I gaze at Marie. The fever purifies her flesh from day to day. She is growing younger, she is becoming a little girl, amid the exhaustion of her blood. Her deeply sunken face expresses an ardent longing, the longing for the end, for rest; her eyes are enlarged, her pallid lips remain half open as if to facilitate the passage of the final breath. She is waiting, resigned, almost smiling, as ignorant of death as she has been ignorant of life.

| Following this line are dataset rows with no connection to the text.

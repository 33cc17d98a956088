//! Crawl statistics
//!
//! `CrawlStats` counts what happens during a run and is shared by worker
//! tasks; `CrawlSummary` is its snapshot once the run is over. The
//! `--stats` report is built from the database instead.

use crate::cache::CacheStatsSnapshot;
use crate::storage::{RunRecord, SqliteStorage, StorageResult};
use std::collections::BTreeMap;
use std::sync::atomic::{AtomicU64, Ordering};
use std::time::Duration;

/// Live counters for one crawl run
#[derive(Debug, Default)]
pub struct CrawlStats {
    channels: AtomicU64,
    messages: AtomicU64,
    replies: AtomicU64,
    files: AtomicU64,
    indexed: AtomicU64,
    skipped: AtomicU64,
    failed: AtomicU64,
    panicked: AtomicU64,
}

impl CrawlStats {
    pub fn channel_crawled(&self) {
        self.channels.fetch_add(1, Ordering::Relaxed);
    }

    pub fn message_discovered(&self) {
        self.messages.fetch_add(1, Ordering::Relaxed);
    }

    pub fn reply_discovered(&self) {
        self.replies.fetch_add(1, Ordering::Relaxed);
    }

    pub fn file_discovered(&self) {
        self.files.fetch_add(1, Ordering::Relaxed);
    }

    pub fn record_indexed(&self) {
        self.indexed.fetch_add(1, Ordering::Relaxed);
    }

    pub fn item_skipped(&self) {
        self.skipped.fetch_add(1, Ordering::Relaxed);
    }

    pub fn item_failed(&self) {
        self.failed.fetch_add(1, Ordering::Relaxed);
    }

    /// A failed item whose processing panicked; also counted by `item_failed`
    pub fn item_panicked(&self) {
        self.panicked.fetch_add(1, Ordering::Relaxed);
    }

    /// Snapshots the counters into a summary
    ///
    /// `pool_panics` are panics the worker pool caught outside any item
    /// handler.
    pub fn summary(
        &self,
        inline_runs: u64,
        pool_panics: u64,
        aborted_workers: usize,
        cache: CacheStatsSnapshot,
        elapsed: Duration,
    ) -> CrawlSummary {
        CrawlSummary {
            channels: self.channels.load(Ordering::Relaxed),
            messages: self.messages.load(Ordering::Relaxed),
            replies: self.replies.load(Ordering::Relaxed),
            files: self.files.load(Ordering::Relaxed),
            indexed: self.indexed.load(Ordering::Relaxed),
            skipped: self.skipped.load(Ordering::Relaxed),
            failed: self.failed.load(Ordering::Relaxed),
            panicked: self.panicked.load(Ordering::Relaxed) + pool_panics,
            inline_runs,
            aborted_workers,
            cache,
            elapsed,
        }
    }
}

/// Outcome of a finished crawl run
#[derive(Debug, Clone, PartialEq)]
pub struct CrawlSummary {
    pub channels: u64,
    pub messages: u64,
    pub replies: u64,
    pub files: u64,
    pub indexed: u64,
    pub skipped: u64,
    pub failed: u64,
    /// Items whose processing panicked
    pub panicked: u64,
    /// Items run by the paginating task because the worker queue was full
    pub inline_runs: u64,
    /// Workers still busy when the shutdown grace period ran out
    pub aborted_workers: usize,
    pub cache: CacheStatsSnapshot,
    pub elapsed: Duration,
}

impl CrawlSummary {
    pub fn discovered(&self) -> u64 {
        self.messages + self.replies + self.files
    }
}

/// Prints a run summary to stdout
pub fn print_summary(summary: &CrawlSummary) {
    println!("=== Crawl Summary ===\n");

    println!("Discovered:");
    println!("  Channels: {}", summary.channels);
    println!("  Messages: {}", summary.messages);
    println!("  Replies: {}", summary.replies);
    println!("  Files: {}", summary.files);
    println!();

    println!("Results:");
    println!("  Indexed: {}", summary.indexed);
    println!("  Skipped: {}", summary.skipped);
    println!("  Failed: {}", summary.failed);
    if summary.panicked > 0 {
        println!("  Panicked: {}", summary.panicked);
    }
    println!();

    println!("Entity cache:");
    println!(
        "  Hits: {}  Misses: {}  API calls: {}  API errors: {}",
        summary.cache.hits, summary.cache.misses, summary.cache.api_calls, summary.cache.api_errors
    );
    println!();

    if summary.inline_runs > 0 {
        println!("Items run inline (queue full): {}", summary.inline_runs);
    }
    if summary.aborted_workers > 0 {
        println!(
            "Workers aborted after grace period: {}",
            summary.aborted_workers
        );
    }
    println!("Elapsed: {:.1}s", summary.elapsed.as_secs_f64());
}

/// Statistics loaded from the database
#[derive(Debug, Clone)]
pub struct StorageStatistics {
    pub total_records: u64,
    pub records_by_kind: BTreeMap<String, u64>,
    pub records_by_channel: BTreeMap<String, u64>,
    pub failures_by_classification: BTreeMap<String, u64>,
    pub latest_run: Option<RunRecord>,
}

impl StorageStatistics {
    pub fn total_failures(&self) -> u64 {
        self.failures_by_classification.values().sum()
    }
}

/// Loads statistics from storage
pub fn load_statistics(storage: &SqliteStorage) -> StorageResult<StorageStatistics> {
    Ok(StorageStatistics {
        total_records: storage.count_records()?,
        records_by_kind: storage.count_records_by_kind()?,
        records_by_channel: storage.count_records_by_channel()?,
        failures_by_classification: storage.count_failures_by_classification()?,
        latest_run: storage.get_latest_run()?,
    })
}

/// Prints statistics to stdout in a formatted manner
pub fn print_statistics(stats: &StorageStatistics) {
    println!("=== Harvest Statistics ===\n");

    if let Some(run) = &stats.latest_run {
        println!("Latest run:");
        println!("  #{} started {}", run.id, run.started_at);
        println!("  Status: {}", run.status.to_db_string());
        if let Some(finished) = &run.finished_at {
            println!("  Finished: {}", finished);
        }
        println!();
    }

    println!("Records: {}", stats.total_records);
    for (kind, count) in &stats.records_by_kind {
        println!("  {}: {}", kind, count);
    }
    println!();

    if !stats.records_by_channel.is_empty() {
        println!("Records by Channel:");
        let mut channel_counts: Vec<_> = stats.records_by_channel.iter().collect();
        channel_counts.sort_by(|a, b| b.1.cmp(a.1));
        for (channel, count) in channel_counts {
            println!("  #{}: {}", channel, count);
        }
        println!();
    }

    if !stats.failures_by_classification.is_empty() {
        println!("Failures ({}):", stats.total_failures());
        let mut failure_counts: Vec<_> = stats.failures_by_classification.iter().collect();
        failure_counts.sort_by(|a, b| b.1.cmp(a.1));
        for (classification, count) in failure_counts {
            println!("  {}: {}", classification, count);
        }
        println!();
    }

    let attempted = stats.total_records + stats.total_failures();
    let success_rate = if attempted > 0 {
        (stats.total_records as f64 / attempted as f64) * 100.0
    } else {
        0.0
    };
    println!(
        "Success Rate: {:.1}% ({} / {} items indexed)",
        success_rate, stats.total_records, attempted
    );
}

Sometimes, we look each other in the face for long hours. I know not what thought then arrests the cough upon her lips; she seems filled with a single idea, which suffices to keep her awake, to give her more life and more calmness. Her countenance grows tranquil, pink flushes appear upon her cheeks; her limbs beneath the bed clothes have less stiffness; Marie, under the influence of my glance, stretches herself out, shakes off the iron grasp of death. As for me, I am absorbed in her, I share her sufferings; little by little, it seems to me that I pass in through her half open lips and that I become a part of this sick creature; I experience a gentle and bitter sensation at languishing with her, at slowly sinking away; I feel the inexorable disease take possession of my entire body, shake me with increasing violence, in proportion as my glances penetrate deeper and deeper into those of Marie; I say to myself that I shall die simultaneously with her, and a great flood of joy sweeps through me.

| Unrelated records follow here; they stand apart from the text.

//! Crawler coordinator - main crawl orchestration logic
//!
//! This module contains the crawl loop that ties everything together:
//! - Warming the entity cache and fetching team metadata
//! - Selecting channels (all, or an explicit list)
//! - Walking each channel's history, thread replies and files in sequence
//! - Handing every item to the worker pool and recording failures
//! - Draining the pool and clearing the cache at the end of the run

use crate::api::{Channel, File, Message, SlackApi};
use crate::cache::EntityCache;
use crate::config::Config;
use crate::crawler::paginator::{PageOutcome, PageToken, Paginator};
use crate::crawler::pool::WorkerPool;
use crate::crawler::record::{RecordBuilder, RecordKind};
use crate::extract::{BasicExtractor, ContentExtractor};
use crate::output::{CrawlStats, CrawlSummary};
use crate::state::ChannelProgress;
use crate::storage::{FailureStore, RecordSink};
use crate::{HarvestError, Result};
use futures::FutureExt;
use std::any::Any;
use std::future::Future;
use std::panic::AssertUnwindSafe;
use std::sync::Arc;
use std::time::{Duration, Instant};

/// Everything a worker needs to turn one item into a record
struct ItemContext {
    builder: RecordBuilder,
    sink: Arc<dyn RecordSink>,
    failures: Arc<dyn FailureStore>,
    stats: CrawlStats,
}

impl ItemContext {
    async fn process_message(&self, channel: &Channel, message: &Message, kind: RecordKind) {
        let result = self
            .guarded(async {
                let record = self.builder.message_record(channel, message, kind).await?;
                self.sink.store(&record)?;
                Ok::<_, HarvestError>(())
            })
            .await;

        match result {
            Ok(()) => self.stats.record_indexed(),
            Err(e) => self.fail(&self.builder.message_failure_url(channel, message), e),
        }
    }

    async fn process_file(&self, channel: &Channel, file: &File) {
        let result = self
            .guarded(async {
                match self.builder.file_record(channel, file).await? {
                    Some(record) => {
                        self.sink.store(&record)?;
                        Ok::<_, HarvestError>(true)
                    }
                    None => Ok(false),
                }
            })
            .await;

        match result {
            Ok(true) => self.stats.record_indexed(),
            Ok(false) => self.stats.item_skipped(),
            Err(e) => self.fail(&self.builder.file_failure_url(channel, file), e),
        }
    }

    /// Runs one item's work, turning a panic into `HarvestError::Panicked`
    async fn guarded<T, Fut>(&self, work: Fut) -> Result<T>
    where
        Fut: Future<Output = Result<T>>,
    {
        match AssertUnwindSafe(work).catch_unwind().await {
            Ok(result) => result,
            Err(payload) => {
                self.stats.item_panicked();
                Err(HarvestError::Panicked(panic_message(payload.as_ref())))
            }
        }
    }

    fn fail(&self, url: &str, error: HarvestError) {
        self.stats.item_failed();
        let classification = error.classification();
        tracing::warn!(
            url = %url,
            classification = %classification,
            error = %error,
            "Failed to process item"
        );
        if let Err(e) = self.failures.record_failure(url, classification, &error) {
            tracing::error!(url = %url, error = %e, "Could not record failure");
        }
    }
}

/// Main crawler coordinator structure
pub struct Coordinator {
    config: Arc<Config>,
    api: Arc<SlackApi>,
    cache: Arc<EntityCache>,
    extractor: Arc<dyn ContentExtractor>,
    sink: Arc<dyn RecordSink>,
    failures: Arc<dyn FailureStore>,
}

impl Coordinator {
    /// Creates a new coordinator instance
    ///
    /// # Arguments
    ///
    /// * `config` - The validated crawler configuration
    /// * `sink` - Receives every record built
    /// * `failures` - Receives every item that could not be processed
    ///
    /// # Returns
    ///
    /// * `Ok(Coordinator)` - Successfully created coordinator
    /// * `Err(HarvestError)` - The HTTP client or base URL could not be set up
    pub fn new(
        config: Config,
        sink: Arc<dyn RecordSink>,
        failures: Arc<dyn FailureStore>,
    ) -> Result<Self> {
        let api = Arc::new(SlackApi::new(&config.slack, config.page_size.clone())?);
        let cache = Arc::new(EntityCache::new(Arc::clone(&api), &config.cache));

        Ok(Self {
            config: Arc::new(config),
            api,
            cache,
            extractor: Arc::new(BasicExtractor),
            sink,
            failures,
        })
    }

    /// Replaces the built-in text/HTML extractor
    pub fn with_extractor(mut self, extractor: Arc<dyn ContentExtractor>) -> Self {
        self.extractor = extractor;
        self
    }

    pub fn cache(&self) -> &EntityCache {
        &self.cache
    }

    /// Runs one complete crawl
    ///
    /// This method:
    /// 1. Prefetches users and channels into the entity cache
    /// 2. Fetches team metadata for permalink synthesis
    /// 3. Selects channels and walks each one
    /// 4. Waits for the worker pool to drain (bounded by the grace period)
    /// 5. Logs cache statistics and clears the cache
    ///
    /// Item failures never end the run. Only a fatal error (configuration or
    /// an undecodable response) escaping a pagination stream does, after the
    /// pool has been drained and the cache cleared.
    pub async fn run(&self) -> Result<CrawlSummary> {
        let started = Instant::now();
        tracing::info!(channels = %self.config.slack.channels, "Starting Slack crawl");

        if let Err(e) = self
            .cache
            .prefetch(self.config.slack.conversation_types())
            .await
        {
            if e.is_fatal() {
                self.cache.invalidate_all();
                return Err(e);
            }
            tracing::warn!(error = %e, "Entity cache prefetch failed, continuing with a cold cache");
        }

        let team = match self.api.team_info().await {
            Ok(team) => {
                tracing::info!(team = %team.name, domain = %team.domain, "Fetched team metadata");
                Some(team)
            }
            Err(e) => {
                tracing::warn!(error = %e, "No team metadata, permalinks will be looked up");
                None
            }
        };

        let builder = RecordBuilder::new(
            Arc::clone(&self.api),
            Arc::clone(&self.cache),
            team,
            Arc::clone(&self.extractor),
            &self.config,
        )?;
        let ctx = Arc::new(ItemContext {
            builder,
            sink: Arc::clone(&self.sink),
            failures: Arc::clone(&self.failures),
            stats: CrawlStats::default(),
        });

        let crawler = &self.config.crawler;
        let pool = WorkerPool::new(crawler.thread_count, crawler.queue_capacity);

        let result = self.crawl_channels(&ctx, &pool).await;

        let report = pool
            .shutdown(Duration::from_secs(crawler.shutdown_grace_secs))
            .await;
        self.cache.log_stats();
        let cache_stats = self.cache.stats();
        self.cache.invalidate_all();

        if let Err(e) = result {
            tracing::error!(error = %e, "Crawl aborted");
            return Err(e);
        }

        let summary = ctx.stats.summary(
            report.inline_runs,
            report.panicked,
            report.aborted,
            cache_stats,
            started.elapsed(),
        );
        tracing::info!(
            channels = summary.channels,
            discovered = summary.discovered(),
            indexed = summary.indexed,
            skipped = summary.skipped,
            failed = summary.failed,
            panicked = summary.panicked,
            "Crawl completed in {:?}",
            summary.elapsed
        );
        Ok(summary)
    }

    async fn crawl_channels(&self, ctx: &Arc<ItemContext>, pool: &WorkerPool) -> Result<()> {
        let channels = self.select_channels().await?;
        tracing::info!("Crawling {} channels", channels.len());

        for channel in channels {
            self.crawl_channel(ctx, pool, channel).await?;
        }
        Ok(())
    }

    /// Every channel visible to the token, or the configured names resolved one by one
    async fn select_channels(&self) -> Result<Vec<Channel>> {
        let Some(names) = self.config.slack.channel_names() else {
            let api = &self.api;
            let types = self.config.slack.conversation_types();
            let mut channels = Vec::new();
            let result = Paginator::new("conversations.list", |token: Option<PageToken>| async move {
                api.conversations_list(types, PageToken::cursor(token.as_ref()))
                    .await
            })
            .for_each(|channel| channels.push(channel))
            .await;
            settle_stream(result, "conversations.list", "workspace")?;
            return Ok(channels);
        };

        let mut channels = Vec::with_capacity(names.len());
        for name in names {
            match self.cache.channel(&name).await {
                Ok(channel) => channels.push(channel),
                Err(e) if e.is_fatal() => return Err(e),
                Err(e) => {
                    tracing::warn!(channel = %name, error = %e, "Could not resolve channel, skipping");
                }
            }
        }
        Ok(channels)
    }

    async fn crawl_channel(
        &self,
        ctx: &Arc<ItemContext>,
        pool: &WorkerPool,
        channel: Channel,
    ) -> Result<()> {
        let channel = Arc::new(channel);
        let mut progress = ChannelProgress::new(channel.id.clone(), self.config.files.enabled);
        tracing::info!(channel = %channel.name, id = %channel.id, "Crawling channel");

        let result = self.walk_history(ctx, pool, &channel).await;
        settle_stream(result, "conversations.history", &channel.id)?;
        progress.advance();

        if self.config.files.enabled {
            let result = self.walk_files(ctx, pool, &channel).await;
            settle_stream(result, "files.list", &channel.id)?;
            progress.advance();
        }

        progress.advance();
        ctx.stats.channel_crawled();
        Ok(())
    }

    /// Dispatches every message and walks the replies of each thread parent
    async fn walk_history(
        &self,
        ctx: &Arc<ItemContext>,
        pool: &WorkerPool,
        channel: &Arc<Channel>,
    ) -> Result<PageOutcome> {
        let api = &self.api;
        let channel_id = channel.id.as_str();
        let mut history = Paginator::new("conversations.history", |token: Option<PageToken>| async move {
            api.conversations_history(channel_id, PageToken::cursor(token.as_ref()))
                .await
        });

        while let Some(messages) = history.next_page().await? {
            for message in messages {
                ctx.stats.message_discovered();
                let thread_ts = message
                    .thread_ts
                    .clone()
                    .filter(|_| message.starts_thread());

                dispatch_message(ctx, pool, channel, message, RecordKind::Message).await;

                if let Some(thread_ts) = thread_ts {
                    let result = self.walk_replies(ctx, pool, channel, &thread_ts).await;
                    settle_stream(result, "conversations.replies", &channel.id)?;
                }
            }
        }
        Ok(history.outcome().clone())
    }

    /// Dispatches a thread's replies, minus the parent echo and broadcasts
    async fn walk_replies(
        &self,
        ctx: &Arc<ItemContext>,
        pool: &WorkerPool,
        channel: &Arc<Channel>,
        thread_ts: &str,
    ) -> Result<PageOutcome> {
        let api = &self.api;
        let channel_id = channel.id.as_str();
        let mut replies = Paginator::new("conversations.replies", |token: Option<PageToken>| async move {
            api.conversations_replies(channel_id, thread_ts, PageToken::cursor(token.as_ref()))
                .await
        });

        while let Some(messages) = replies.next_page().await? {
            for message in messages {
                if message.ts == thread_ts || message.is_broadcast() {
                    continue;
                }
                ctx.stats.reply_discovered();
                dispatch_message(ctx, pool, channel, message, RecordKind::Reply).await;
            }
        }
        Ok(replies.outcome().clone())
    }

    async fn walk_files(
        &self,
        ctx: &Arc<ItemContext>,
        pool: &WorkerPool,
        channel: &Arc<Channel>,
    ) -> Result<PageOutcome> {
        let api = &self.api;
        let channel_id = channel.id.as_str();
        let mut files = Paginator::new("files.list", |token: Option<PageToken>| async move {
            api.files_list(channel_id, PageToken::page(token.as_ref()))
                .await
        });

        while let Some(batch) = files.next_page().await? {
            for file in batch {
                ctx.stats.file_discovered();
                let ctx = Arc::clone(ctx);
                let channel = Arc::clone(channel);
                pool.submit(async move { ctx.process_file(&channel, &file).await })
                    .await;
            }
        }
        Ok(files.outcome().clone())
    }
}

async fn dispatch_message(
    ctx: &Arc<ItemContext>,
    pool: &WorkerPool,
    channel: &Arc<Channel>,
    message: Message,
    kind: RecordKind,
) {
    let ctx = Arc::clone(ctx);
    let channel = Arc::clone(channel);
    pool.submit(async move { ctx.process_message(&channel, &message, kind).await })
        .await;
}

fn panic_message(payload: &(dyn Any + Send)) -> String {
    if let Some(message) = payload.downcast_ref::<&str>() {
        message.to_string()
    } else if let Some(message) = payload.downcast_ref::<String>() {
        message.clone()
    } else {
        "non-string panic payload".to_string()
    }
}

/// Logs how a pagination stream ended; only fatal errors are passed on
fn settle_stream(result: Result<PageOutcome>, stream: &str, target: &str) -> Result<()> {
    match result {
        Ok(PageOutcome::ApiError(code)) => {
            tracing::warn!(
                stream = %stream,
                target = %target,
                error = %code,
                "Stream ended early on a Slack API error"
            );
            Ok(())
        }
        Ok(_) => Ok(()),
        Err(e) if e.is_fatal() => Err(e),
        Err(e) => {
            tracing::error!(
                stream = %stream,
                target = %target,
                classification = %e.classification(),
                error = %e,
                "Stream failed, moving on"
            );
            Ok(())
        }
    }
}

Oh! what strange fascination and what wonderful pacification I experience! Death is powerful; it has biting temptations, irresistible attractions. One must not lean over the eyes of a dying creature, for they are full of light and so deep that their abysses make one dizzy. One wishes to see what those enlarged eyes behold, one is seized with frightful curiosity in regard to the unknown. Every time Marie looks at me, I desire to die, to leave this world with her, in order that I may know what she will know; I imagine that she is soliciting me, that she is begging me not to abandon her, that she is dreaming we will go away in company, taking the risk of the same annihilation or the same splendor.

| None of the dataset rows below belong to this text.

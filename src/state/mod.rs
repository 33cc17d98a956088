//! State module for tracking crawl progress
//!
//! # Components
//!
//! - `ChannelPhase`: where a channel is in its crawl (selected, messages walked, files walked, done)
//! - `ChannelProgress`: per-channel tracker that advances through those phases

mod channel_state;

// Re-export main types
pub use channel_state::{ChannelPhase, ChannelProgress};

Then, I forget, I forget Laurence. Though I see Laurence in everything, waking or sleeping — in the objects which surround me, in that which I eat and in that which I drink — I do not see Laurence in the depths of Marie’s eyes. I see there only that blue glimmer, paler now, which I saw one night while my lips touched the poor child’s lips. That blue glimmer does not speak to me of my love, does not speak to me of my grief; it is the only thing at which I can gaze without weeping. This is the reason I love Marie’s chamber, this is the reason I love the dying girl with her dilated eyes which have more purity, more gentleness, than the sky, for the sky, when I lift my face towards it, speaks to me of Laurence. I am about to lose myself in this oblivion, in this clear and serene light which is so pure. Perhaps, thereby, my heart will be cured.

When the night comes on and I can no longer see the blue glimmer in Marie’s eyes, I open the window, I gaze at the black wall. The square patch of yellow light is there, empty or peopled, still and sad or filled with silent movements. I feel a sharp sensation on finding myself again, after several hours of forgetfulness, face to face with reality, face to face with my jealousy and my anguish. Every evening, I recommence the painful and colossal task of giving a meaning to those dark stains which increase in size and roll in a bewildering way over the surface of the wall. I have converted this search into a dolorous recreation. I apply myself to it with an anxious patience, an obstinacy full of fever, and each night I am drawn back to the window, though I promise myself daily that I will no longer risk my reason there.

CHAPTER XXVII.

MARIE’S DEATH.

I HAVE reached that plenitude of despair which is almost rest. I cannot suffer additionally; this certainty that nothing can augment my tears is a solace. My being has torn itself to such an extent that it has stopped in pity. To-day, I can only wipe away my tears.

And yet I feel that I have need of Heaven to be cured. I have the brutishness of pain, I have not the tranquil joy of health. If my wounds cannot be enlarged, they cannot remain open, bleeding drop by drop, with inexorable suffering.

Brothers, the hand which is to close them is a terrible hand, the hand of death and truth.